Quello che l’acqua nasconde, regia di Ivana Ferri, con Lorenzo Bartoli, Valentina Virando, Bruno Maria Ferraro, Lorenzo Paladini e Andrea Fazzari. Teatro Giacosa, Ivrea.
“Lo sai perché sono finito a Villa azzurra Susan? Sono finito in manicomio perché ho bevuto un bicchiere di vino. Quando avevo nove anni mia madre è morta, mio padre mi ha messo in un orfanotrofio, non riuscivo a relazionarmi, classificato come ragazzo difficile, non riuscivo a legare con nessuno per cui non potevo che essere pazzo. Una domenica dopo pranzo, mentre gli altri bambini facevano un sonnellino, mi venne una gran sete, la porta della cucina era aperta, sul tavolo quattro bicchieri di vino; li svuotai come avevo visto fare ai miei. Dopo una settimana ero a Villa Azzurra: asociale con qualità di etilismo ereditario”.
A raccontarlo è Edoardo Rubessi, il protagonista dello spettacolo Quello che l’acqua nasconde (tratto dall’omonimo romanzo di Alessandro Perissinotto) andato in scena giovedì 15 novembre sul palco del Teatro Giacosa. Dopo aver trascorso trentacinque anni negli Stati Uniti, l’affermato genetista decide di tornare a Torino con la moglie Susan sperando invano che il tempo trascorso all’estero sia stato di sufficiente aiuto a cancellare l’atroce passato lasciato alle spalle.
Villa Azzurra era il manicomio infantile di Grugliasco, un tempo diretto da Giorgio Coda -denominato l’elettricista per l’uso sadico di elettroshock-, affiancato dall’assistente Giovanni Balistreri, chiuso grazie all’approvazione della legge 180 e all’inchiesta condotta da L’Espresso nel 1970, documentata con la pubblicazione di foto scioccanti. Ottanta fotografie in bianco e nero testimonianze della violenza sprigionatasi tra quelle mura che si sfogava in servizietti sessuali estorti ai bambini, spesso incatenati a termosifoni, ai letti, malmenati, e quasi strozzati con lenzuoli per punizione. Di queste spicca quella di Maria, immortalata nella sua crocefissione, legata al letto, nuda ed esposta all’occhio della macchina fotografica, umiliata e svergognata fissa l’obiettivo con uno sguardo vuoto ed assente. Maria non sopravvivrà alle barbarie e morirà poco tempo dopo la sua liberazione. A soli quattordici anni.
La rappresentazione, così come il romanzo, si presentano come denuncia, atti a rendere cosciente chi non ha potuto toccare con mano il punto finora più basso della storia dell’umanità, la violenza degli ospedali psichiatrici, dove persone con disturbi mentali, anziché essere seguite da personale specializzato, venivano affidate a bestie, a perpetratori; internate in veri e propri lager post seconda guerra mondiale. Additate dai ‘sani’ come ‘matti’ , rinchiusi in dette strutture talvolta dai famigliari stessi, e allontanati dalla comuni abitudini di vita quotidiana; comunità di persone realmente e legalmente ghettizzate su tutto il territorio italiano fino al 1978 con l’approvazione della legge Basaglia in materia di ‘accertamenti e trattamenti sanitari volontari e obbligatori’ che determinò la chiusura dei manicomi.

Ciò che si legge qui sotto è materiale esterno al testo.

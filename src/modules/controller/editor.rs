// src/modules/controller/editor.rs

use crate::modules::notify::{Notifier, ToastLevel};
use crate::modules::records::Resource;
use crate::modules::table::application::ports::outgoing::TableStore;

/// Modal editing state machine for one mutable resource kind.
///
/// Idle (list displayed) → Editing (modal open, draft filled) →
/// Submitting (request in flight, submit control disabled) → Idle on success,
/// or back to Editing with the draft intact on failure.
#[derive(Debug, Clone)]
pub enum EditorState<T> {
    Idle,
    Editing { draft: T },
    Submitting { draft: T },
}

pub struct Editor<T: Resource> {
    state: EditorState<T>,
    noun: &'static str,
}

impl<T: Resource> Editor<T> {
    pub fn new(noun: &'static str) -> Self {
        Self {
            state: EditorState::Idle,
            noun,
        }
    }

    /// Open the modal with a blank draft ("Add ...").
    pub fn open_blank(&mut self)
    where
        T: Default,
    {
        self.state = EditorState::Editing { draft: T::default() };
    }

    /// Open the modal pre-filled from an existing record ("Edit ...").
    pub fn open(&mut self, record: T) {
        self.state = EditorState::Editing { draft: record };
    }

    /// Close the modal without saving. Ignored while a submit is in flight.
    pub fn cancel(&mut self) {
        if !matches!(self.state, EditorState::Submitting { .. }) {
            self.state = EditorState::Idle;
        }
    }

    pub fn state(&self) -> &EditorState<T> {
        &self.state
    }

    pub fn is_open(&self) -> bool {
        !matches!(self.state, EditorState::Idle)
    }

    /// The submit control is disabled exactly while the request is in flight.
    pub fn submit_disabled(&self) -> bool {
        matches!(self.state, EditorState::Submitting { .. })
    }

    pub fn draft(&self) -> Option<&T> {
        match &self.state {
            EditorState::Idle => None,
            EditorState::Editing { draft } | EditorState::Submitting { draft } => Some(draft),
        }
    }

    pub fn draft_mut(&mut self) -> Option<&mut T> {
        match &mut self.state {
            EditorState::Editing { draft } => Some(draft),
            _ => None,
        }
    }

    /// Submit the current draft: update when it has an id, create otherwise.
    /// Returns true on success so the caller can force the list re-fetch; the
    /// backend must have committed before anything re-renders.
    pub async fn submit<S, N>(&mut self, store: &S, notifier: &N) -> bool
    where
        S: TableStore<T>,
        N: Notifier,
    {
        let draft = match std::mem::replace(&mut self.state, EditorState::Idle) {
            EditorState::Editing { draft } => draft,
            other => {
                self.state = other;
                return false;
            }
        };
        self.state = EditorState::Submitting {
            draft: draft.clone(),
        };

        let result = match draft.id() {
            Some(id) => {
                let id = id.to_string();
                store.update(&id, &draft).await
            }
            None => store.create(&draft).await,
        };

        match result {
            Ok(_) => {
                self.state = EditorState::Idle;
                notifier.notify(
                    ToastLevel::Success,
                    &format!("{} saved successfully!", self.noun),
                );
                true
            }
            Err(error) => {
                tracing::warn!(table = T::TABLE, %error, "save failed");
                self.state = EditorState::Editing { draft };
                notifier.notify(ToastLevel::Error, &format!("Failed to save {}", self.noun));
                false
            }
        }
    }
}
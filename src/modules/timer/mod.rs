// src/modules/timer/mod.rs
//
// Cancellable background tasks bound to the lifetime of their owning view.
// Dropping the handle aborts the task, so a torn-down view cannot leave a
// timer running.

use std::future::Future;
use std::time::Duration;

use tokio::task::JoinHandle;

pub struct TaskHandle {
    handle: JoinHandle<()>,
}

impl TaskHandle {
    pub fn cancel(&self) {
        self.handle.abort();
    }

    pub fn is_finished(&self) -> bool {
        self.handle.is_finished()
    }
}

impl Drop for TaskHandle {
    fn drop(&mut self) {
        self.handle.abort();
    }
}

/// Run `tick` every `period` until the handle is cancelled or dropped.
pub fn spawn_periodic<F>(period: Duration, mut tick: F) -> TaskHandle
where
    F: FnMut() + Send + 'static,
{
    let handle = tokio::spawn(async move {
        let mut interval = tokio::time::interval(period);
        // the first interval tick completes immediately
        interval.tick().await;
        loop {
            interval.tick().await;
            tick();
        }
    });
    TaskHandle { handle }
}

/// Run an arbitrary self-rescheduling loop (variable delays) under the same
/// abort-on-drop discipline.
pub fn spawn_cancellable<Fut>(task: Fut) -> TaskHandle
where
    Fut: Future<Output = ()> + Send + 'static,
{
    TaskHandle {
        handle: tokio::spawn(task),
    }
}

#[cfg(test)]
mod tests {
    use super::*;
    use std::sync::atomic::{AtomicUsize, Ordering};
    use std::sync::Arc;

    #[tokio::test]
    async fn periodic_task_ticks_repeatedly() {
        let count = Arc::new(AtomicUsize::new(0));
        let counter = Arc::clone(&count);

        let _handle = spawn_periodic(Duration::from_millis(10), move || {
            counter.fetch_add(1, Ordering::SeqCst);
        });

        tokio::time::sleep(Duration::from_millis(80)).await;
        assert!(count.load(Ordering::SeqCst) >= 2);
    }

    #[tokio::test]
    async fn cancelled_task_stops_ticking() {
        let count = Arc::new(AtomicUsize::new(0));
        let counter = Arc::clone(&count);

        let handle = spawn_periodic(Duration::from_millis(10), move || {
            counter.fetch_add(1, Ordering::SeqCst);
        });

        tokio::time::sleep(Duration::from_millis(50)).await;
        handle.cancel();
        tokio::time::sleep(Duration::from_millis(20)).await;

        let at_cancel = count.load(Ordering::SeqCst);
        tokio::time::sleep(Duration::from_millis(50)).await;
        assert_eq!(count.load(Ordering::SeqCst), at_cancel);
    }

    #[tokio::test]
    async fn dropping_the_handle_aborts_the_task() {
        let count = Arc::new(AtomicUsize::new(0));
        let counter = Arc::clone(&count);

        {
            let _handle = spawn_periodic(Duration::from_millis(10), move || {
                counter.fetch_add(1, Ordering::SeqCst);
            });
            tokio::time::sleep(Duration::from_millis(40)).await;
        }

        tokio::time::sleep(Duration::from_millis(20)).await;
        let after_drop = count.load(Ordering::SeqCst);
        tokio::time::sleep(Duration::from_millis(40)).await;
        assert_eq!(count.load(Ordering::SeqCst), after_drop);
    }
}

Una realtà contemporanea, i fatti risalgono a poco più di qualche decennio fa, eppure nonostante i dovuti progressi e i passi compiuti verso la civilizzazione, tuttora i malati psichiatrici ricevono trattamenti non rispettosi nei confronti delle proprie condizioni. E’ la storia dei prigionieri psichiatrici, spesso e ben volentieri rinchiusi in carceri comuni, abbandonati a se stessi, senza il necessario aiuto e le giuste cure fornite da personale medico con una formazione idonea alle spalle. Sebbene lo Stato italiano abbia finora apportato miglioramenti non indifferenti alla situazione, sarebbe bene proseguire sulla medesima strada e far luce su questo argomento tremendamente delicato, senza aver paura di definire i ‘matti’ uomini, e come tali finalmente riconoscerli, tenendo tuttavia conto delle malattie diagnosticate.
A quarant’anni dalla legge Basaglia sul suolo italiano si presentano tuttora deficit e recriminazioni nella gestione e organizzazione di questo ambito, inevitabilmente a scapito dei malati. Più opportuno sarebbe invece attuare un programma di inserimento nella società, al fine del raggiungimento di un’accettazione sociale, e non una politica di segregazione.